In lean times, however, the stress level normally associated with boats becomes more pronounced, further underscoring the importance of having enough prey, according to Katherine Ayres , an environmental and pet-behavior consultant who led the research while a University of Washington doctoral student in biology. Ayres is lead author of a paper appearing online June 6, in the journal PLoS ONE.
In a surprise finding, hormone levels show that southern resident killer whales are best fed when they come into the Salish Sea in the late spring, Ayres said. The Salish Sea includes Puget Sound and the straits of Georgia, Haro and Juan de Fuca. Once there they get a necessary boost later in the summer while eating Chinook salmon at the height of the Fraser River run.
While Fraser River Chinook are an important food source, helping the southern resident killer whales may mean giving additional consideration to spring runs of Chinook salmon off the mouth of the Columbia River and other salmon runs off the West Coast, if that’s where the orcas are bulking up in the spring, Ayres said. "Resident" killer whales are fish-eating orcas, unlike the so-called "transient" orcas that eat marine mammals.
For the study, scientists analyzed hormonal responses to stress that were measurable in whale scat, or poop. Many samples were collected using a black Labrador named Tucker on board a small boat in the vicinity of individuals or groups of whales. Even a mile away, Tucker can pick up on the scent he’s been trained to recognize as the fishy smell distinctive to southern resident killer whales, a group of orcas listed as endangered by both Canada and U.S.

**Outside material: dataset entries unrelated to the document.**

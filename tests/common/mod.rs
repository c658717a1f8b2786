//! Common test utilities for end-to-end pipeline tests.

#![allow(dead_code)]

mod fixtures;

pub use fixtures::*;

use driverclaw::error::ResolveError;
use driverclaw::resolve::{Page, Session, SessionProvider, Strategy};
use driverclaw::{CancelToken, Orchestrator, Resolvers, Settings};
use std::collections::BTreeMap;
use std::path::Path;
use std::sync::atomic::{AtomicUsize, Ordering};
use std::sync::{Arc, Mutex};
use walkdir::WalkDir;
use wiremock::matchers::{method, path};
use wiremock::{Mock, MockServer, ResponseTemplate};

/// Serve `body` at `route` with the given content type.
pub async fn serve(server: &MockServer, route: &str, body: Vec<u8>, content_type: &str) {
    Mock::given(method("GET"))
        .and(path(route))
        .respond_with(ResponseTemplate::new(200).set_body_raw(body, content_type))
        .mount(server)
        .await;
}

/// Answer `route` with a bare status code.
pub async fn serve_status(server: &MockServer, route: &str, status: u16) {
    Mock::given(method("GET"))
        .and(path(route))
        .respond_with(ResponseTemplate::new(status))
        .mount(server)
        .await;
}

/// Paths requested from the mock server, in order.
pub async fn requested_paths(server: &MockServer) -> Vec<String> {
    server
        .received_requests()
        .await
        .unwrap_or_default()
        .iter()
        .map(|r| r.url.path().to_string())
        .collect()
}

/// Every file below `root` with its contents, relative paths with `/`.
pub fn snapshot(root: &Path) -> Vec<(String, Vec<u8>)> {
    let mut files: Vec<_> = WalkDir::new(root)
        .sort_by_file_name()
        .into_iter()
        .map(|e| e.unwrap())
        .filter(|e| e.file_type().is_file())
        .map(|e| {
            let rel = e
                .path()
                .strip_prefix(root)
                .unwrap()
                .to_string_lossy()
                .replace('\\', "/");
            (rel, std::fs::read(e.path()).unwrap())
        })
        .collect();
    files.sort();
    files
}

/// Names of the direct children of `dir`, sorted.
pub fn listing(dir: &Path) -> Vec<String> {
    let mut names: Vec<_> = std::fs::read_dir(dir)
        .unwrap()
        .map(|e| e.unwrap().file_name().to_string_lossy().into_owned())
        .collect();
    names.sort();
    names
}

/// Session that never navigates; counts how often a run opens one.
#[derive(Clone, Default)]
pub struct CountingSessions {
    opened: Arc<AtomicUsize>,
}

impl CountingSessions {
    pub fn opened(&self) -> usize {
        self.opened.load(Ordering::SeqCst)
    }
}

struct NullSession;

impl Session for NullSession {
    fn navigate(&mut self, url: &str) -> Result<Page, ResolveError> {
        Err(ResolveError::Navigation {
            url: url.to_string(),
            reason: "navigation disabled in tests".into(),
        })
    }
}

impl SessionProvider for CountingSessions {
    fn open(&self) -> Result<Box<dyn Session>, ResolveError> {
        self.opened.fetch_add(1, Ordering::SeqCst);
        Ok(Box::new(NullSession))
    }
}

/// Strategy `scripted`: returns its `url` param and records each call.
#[derive(Clone, Default)]
pub struct ScriptedStrategy {
    calls: Arc<Mutex<Vec<String>>>,
}

impl ScriptedStrategy {
    pub fn calls(&self) -> Vec<String> {
        self.calls.lock().unwrap().clone()
    }
}

impl Strategy for ScriptedStrategy {
    fn resolve(
        &self,
        _session: &mut dyn Session,
        params: &BTreeMap<String, String>,
    ) -> Result<String, ResolveError> {
        let url = params
            .get("url")
            .cloned()
            .ok_or_else(|| ResolveError::MissingParam {
                strategy: "scripted".into(),
                param: "url".into(),
            })?;
        self.calls.lock().unwrap().push(url.clone());
        Ok(url)
    }
}

/// Orchestrator with default settings and the HTTP session.
pub fn orchestrator(root: &Path) -> Orchestrator {
    Orchestrator::new(root, &Settings::default(), CancelToken::new())
}

/// Orchestrator wired to a scripted strategy and a counting session provider.
pub fn scripted_orchestrator(
    root: &Path,
    cancel: CancelToken,
) -> (Orchestrator, ScriptedStrategy, CountingSessions) {
    let strategy = ScriptedStrategy::default();
    let sessions = CountingSessions::default();
    let mut resolvers = Resolvers::default();
    resolvers.register("scripted", strategy.clone());

    let orchestrator = Orchestrator::new(root, &Settings::default(), cancel)
        .with_resolvers(resolvers)
        .with_session_provider(sessions.clone());
    (orchestrator, strategy, sessions)
}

"This is the first study using scat-detection dogs to locate killer whale feces," Ayres said. "The technique could be used to collect scat and study stress in other species of whales, always difficult subjects to study because the animals spend 90 percent of their time underwater."
Since the population of southern resident killer whales declined nearly 20 percent between 1995 and 2001, scientists and managers have wondered if the animals weren’t thriving because of lack of food, the closeness of boats, toxins built up in their bodies or a combination of all three.
"Behavior is hard to interpret, physiology is easier," said co-author Samuel Wasser , UW professor of biology and developer of the program using dogs like Tucker to detect scat for biological research. "Fish matter most to the southern resident killer whales. Even if boats are important to consider, the way you minimize that impact is to keep the fish levels high."
It’s the same with toxins, Wasser said. The study being published in PLoS ONE specifically considered stress caused by inadequate prey and boats. But Wasser said that toxins accumulating in body fat will likely affect killer whales most when food is scarce and they start to use that stored fat, releasing toxins into their bodies when their physical condition already is in decline. When whales are well-fed, toxins should be less of a factor, he said.
In the study researchers examined the level of two hormones to study physiological responses to boat and food stresses.